#### EXERCISE GOAL:
For this exercise, return exactly the lines of the material below that begin at the one with "per verified presentation." and stop after the one with "pub fn new(config: DoorConfig)".

#### STORED DATA:
---------------

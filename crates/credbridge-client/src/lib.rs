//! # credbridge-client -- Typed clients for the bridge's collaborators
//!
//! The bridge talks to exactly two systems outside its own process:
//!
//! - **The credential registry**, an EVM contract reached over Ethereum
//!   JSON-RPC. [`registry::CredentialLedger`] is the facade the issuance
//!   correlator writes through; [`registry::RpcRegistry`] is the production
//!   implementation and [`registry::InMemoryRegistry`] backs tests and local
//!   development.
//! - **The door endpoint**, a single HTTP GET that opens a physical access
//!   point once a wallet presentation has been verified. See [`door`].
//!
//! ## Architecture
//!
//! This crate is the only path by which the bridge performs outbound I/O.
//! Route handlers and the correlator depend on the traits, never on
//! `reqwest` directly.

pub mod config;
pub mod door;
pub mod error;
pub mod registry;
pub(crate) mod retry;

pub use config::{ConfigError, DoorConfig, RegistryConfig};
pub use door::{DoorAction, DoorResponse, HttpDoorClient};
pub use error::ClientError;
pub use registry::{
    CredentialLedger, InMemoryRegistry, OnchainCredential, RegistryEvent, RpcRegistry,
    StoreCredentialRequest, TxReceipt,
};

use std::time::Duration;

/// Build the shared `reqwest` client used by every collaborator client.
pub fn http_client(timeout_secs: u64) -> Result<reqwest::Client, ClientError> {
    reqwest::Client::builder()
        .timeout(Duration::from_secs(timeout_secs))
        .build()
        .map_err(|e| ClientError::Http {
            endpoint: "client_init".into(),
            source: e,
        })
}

---------------

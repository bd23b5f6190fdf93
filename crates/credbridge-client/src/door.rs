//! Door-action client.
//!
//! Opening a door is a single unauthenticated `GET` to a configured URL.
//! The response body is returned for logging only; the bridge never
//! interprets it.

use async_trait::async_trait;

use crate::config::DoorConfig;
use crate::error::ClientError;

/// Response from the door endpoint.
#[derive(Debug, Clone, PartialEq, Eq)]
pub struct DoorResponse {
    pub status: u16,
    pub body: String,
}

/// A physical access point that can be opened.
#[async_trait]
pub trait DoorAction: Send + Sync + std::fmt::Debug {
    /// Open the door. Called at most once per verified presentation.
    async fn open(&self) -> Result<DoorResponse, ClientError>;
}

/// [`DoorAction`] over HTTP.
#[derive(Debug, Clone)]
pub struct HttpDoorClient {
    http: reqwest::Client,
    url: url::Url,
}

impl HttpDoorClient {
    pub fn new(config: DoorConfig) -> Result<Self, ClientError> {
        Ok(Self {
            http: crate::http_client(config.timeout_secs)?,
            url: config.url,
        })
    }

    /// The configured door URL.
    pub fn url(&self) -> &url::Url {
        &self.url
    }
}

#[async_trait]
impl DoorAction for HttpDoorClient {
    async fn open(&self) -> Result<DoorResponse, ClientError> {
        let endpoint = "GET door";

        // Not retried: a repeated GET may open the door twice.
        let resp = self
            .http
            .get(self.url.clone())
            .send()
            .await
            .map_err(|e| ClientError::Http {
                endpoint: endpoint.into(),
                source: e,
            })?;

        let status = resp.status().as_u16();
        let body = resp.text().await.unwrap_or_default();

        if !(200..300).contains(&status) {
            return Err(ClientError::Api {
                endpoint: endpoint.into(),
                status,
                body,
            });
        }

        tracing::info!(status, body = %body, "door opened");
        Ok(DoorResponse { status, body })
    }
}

---------------

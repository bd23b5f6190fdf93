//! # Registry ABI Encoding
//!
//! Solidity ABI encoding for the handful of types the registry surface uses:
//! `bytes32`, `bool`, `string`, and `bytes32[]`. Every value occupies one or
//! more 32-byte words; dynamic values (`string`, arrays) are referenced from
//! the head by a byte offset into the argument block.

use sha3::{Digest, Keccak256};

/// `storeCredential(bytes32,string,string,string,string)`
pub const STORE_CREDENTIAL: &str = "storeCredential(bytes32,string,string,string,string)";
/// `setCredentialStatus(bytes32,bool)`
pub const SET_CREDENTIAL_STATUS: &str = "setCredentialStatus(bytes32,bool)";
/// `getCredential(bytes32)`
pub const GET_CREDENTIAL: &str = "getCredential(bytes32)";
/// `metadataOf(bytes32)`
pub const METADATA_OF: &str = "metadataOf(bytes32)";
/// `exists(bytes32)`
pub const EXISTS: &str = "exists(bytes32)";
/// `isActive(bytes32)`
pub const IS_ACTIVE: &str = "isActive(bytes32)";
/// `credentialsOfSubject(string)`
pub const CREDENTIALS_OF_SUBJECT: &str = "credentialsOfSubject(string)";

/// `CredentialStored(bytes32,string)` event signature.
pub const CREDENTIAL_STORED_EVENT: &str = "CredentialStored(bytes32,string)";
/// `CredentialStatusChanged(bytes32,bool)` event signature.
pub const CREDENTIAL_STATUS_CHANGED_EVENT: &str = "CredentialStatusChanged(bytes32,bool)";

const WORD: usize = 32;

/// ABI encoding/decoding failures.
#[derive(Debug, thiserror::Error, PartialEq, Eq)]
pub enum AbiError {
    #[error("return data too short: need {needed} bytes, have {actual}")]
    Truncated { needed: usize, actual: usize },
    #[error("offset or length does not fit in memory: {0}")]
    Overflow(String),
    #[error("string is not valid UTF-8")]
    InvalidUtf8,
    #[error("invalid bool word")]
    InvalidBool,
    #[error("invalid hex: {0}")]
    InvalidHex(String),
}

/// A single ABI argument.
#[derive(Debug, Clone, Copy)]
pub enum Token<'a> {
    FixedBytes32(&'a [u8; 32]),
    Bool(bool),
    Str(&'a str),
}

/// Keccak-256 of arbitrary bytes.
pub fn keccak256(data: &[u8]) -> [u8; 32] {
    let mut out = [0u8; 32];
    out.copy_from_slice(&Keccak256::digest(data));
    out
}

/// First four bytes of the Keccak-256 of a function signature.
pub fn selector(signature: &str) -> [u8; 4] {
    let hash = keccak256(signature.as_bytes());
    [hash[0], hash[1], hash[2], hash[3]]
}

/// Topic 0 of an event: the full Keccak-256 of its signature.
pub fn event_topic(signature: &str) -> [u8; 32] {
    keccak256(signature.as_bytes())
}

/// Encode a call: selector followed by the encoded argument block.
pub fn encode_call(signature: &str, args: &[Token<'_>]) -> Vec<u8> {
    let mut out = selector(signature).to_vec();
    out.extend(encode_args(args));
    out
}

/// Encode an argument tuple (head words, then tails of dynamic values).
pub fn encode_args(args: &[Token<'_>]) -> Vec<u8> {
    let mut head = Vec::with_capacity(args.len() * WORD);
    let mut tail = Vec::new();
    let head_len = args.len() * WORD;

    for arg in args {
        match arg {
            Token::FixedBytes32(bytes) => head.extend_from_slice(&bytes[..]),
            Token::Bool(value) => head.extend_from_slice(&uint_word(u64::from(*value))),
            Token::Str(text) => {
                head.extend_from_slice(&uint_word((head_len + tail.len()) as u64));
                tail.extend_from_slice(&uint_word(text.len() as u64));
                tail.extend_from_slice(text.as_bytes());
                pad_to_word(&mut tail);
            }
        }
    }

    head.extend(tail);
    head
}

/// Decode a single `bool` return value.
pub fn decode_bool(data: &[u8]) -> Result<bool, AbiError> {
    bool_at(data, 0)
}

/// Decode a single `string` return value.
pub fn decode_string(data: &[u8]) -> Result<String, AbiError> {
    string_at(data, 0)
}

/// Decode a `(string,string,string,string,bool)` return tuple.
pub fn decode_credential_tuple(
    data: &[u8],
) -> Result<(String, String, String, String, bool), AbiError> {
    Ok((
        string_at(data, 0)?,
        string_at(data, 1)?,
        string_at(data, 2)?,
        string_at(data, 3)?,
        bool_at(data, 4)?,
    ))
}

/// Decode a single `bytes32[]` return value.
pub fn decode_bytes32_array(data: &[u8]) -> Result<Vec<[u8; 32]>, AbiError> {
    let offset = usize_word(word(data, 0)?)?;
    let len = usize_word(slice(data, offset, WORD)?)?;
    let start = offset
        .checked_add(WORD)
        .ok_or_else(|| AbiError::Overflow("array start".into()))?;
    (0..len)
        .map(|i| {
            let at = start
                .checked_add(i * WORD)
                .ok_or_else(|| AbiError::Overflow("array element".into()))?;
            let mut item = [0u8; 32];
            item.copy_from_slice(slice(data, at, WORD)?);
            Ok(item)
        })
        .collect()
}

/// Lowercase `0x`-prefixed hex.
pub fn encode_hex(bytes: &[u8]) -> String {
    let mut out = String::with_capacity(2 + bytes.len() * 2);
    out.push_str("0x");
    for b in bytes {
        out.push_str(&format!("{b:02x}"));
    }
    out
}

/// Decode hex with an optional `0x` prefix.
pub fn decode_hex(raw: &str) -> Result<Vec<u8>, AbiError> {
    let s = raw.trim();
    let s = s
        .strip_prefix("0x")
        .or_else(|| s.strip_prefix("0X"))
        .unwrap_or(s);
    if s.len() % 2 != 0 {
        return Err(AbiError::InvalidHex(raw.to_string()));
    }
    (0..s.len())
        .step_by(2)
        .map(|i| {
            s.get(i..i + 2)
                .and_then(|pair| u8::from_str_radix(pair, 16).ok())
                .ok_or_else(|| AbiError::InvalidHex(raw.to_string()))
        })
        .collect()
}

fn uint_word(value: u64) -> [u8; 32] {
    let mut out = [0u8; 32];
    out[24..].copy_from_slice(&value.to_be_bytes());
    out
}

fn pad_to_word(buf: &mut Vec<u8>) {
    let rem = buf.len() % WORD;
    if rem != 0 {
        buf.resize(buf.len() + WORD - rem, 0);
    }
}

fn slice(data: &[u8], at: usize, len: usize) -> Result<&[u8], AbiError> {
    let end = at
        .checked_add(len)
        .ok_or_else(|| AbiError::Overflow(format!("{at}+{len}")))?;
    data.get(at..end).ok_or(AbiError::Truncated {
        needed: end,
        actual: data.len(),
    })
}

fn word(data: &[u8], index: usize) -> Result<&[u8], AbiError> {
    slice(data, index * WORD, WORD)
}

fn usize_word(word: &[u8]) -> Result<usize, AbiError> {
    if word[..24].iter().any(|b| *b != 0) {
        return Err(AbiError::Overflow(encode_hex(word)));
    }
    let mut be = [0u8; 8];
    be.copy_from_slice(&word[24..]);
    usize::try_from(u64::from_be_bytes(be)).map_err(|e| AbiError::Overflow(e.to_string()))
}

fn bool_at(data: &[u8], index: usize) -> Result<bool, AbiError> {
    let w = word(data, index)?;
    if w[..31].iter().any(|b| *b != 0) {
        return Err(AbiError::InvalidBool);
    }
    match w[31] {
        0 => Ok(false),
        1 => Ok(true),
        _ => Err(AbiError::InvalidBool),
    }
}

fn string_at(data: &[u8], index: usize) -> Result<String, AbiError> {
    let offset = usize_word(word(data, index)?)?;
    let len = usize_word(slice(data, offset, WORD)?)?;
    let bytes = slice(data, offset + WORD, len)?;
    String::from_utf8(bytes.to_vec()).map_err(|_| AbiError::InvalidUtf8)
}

---------------

#### EXPECTED ANSWER:
    /// Open the door. Called at most once per verified presentation.
    async fn open(&self) -> Result<DoorResponse, ClientError>;
}

/// [`DoorAction`] over HTTP.
#[derive(Debug, Clone)]
pub struct HttpDoorClient {
    http: reqwest::Client,
    url: url::Url,
}

impl HttpDoorClient {
    pub fn new(config: DoorConfig) -> Result<Self, ClientError> {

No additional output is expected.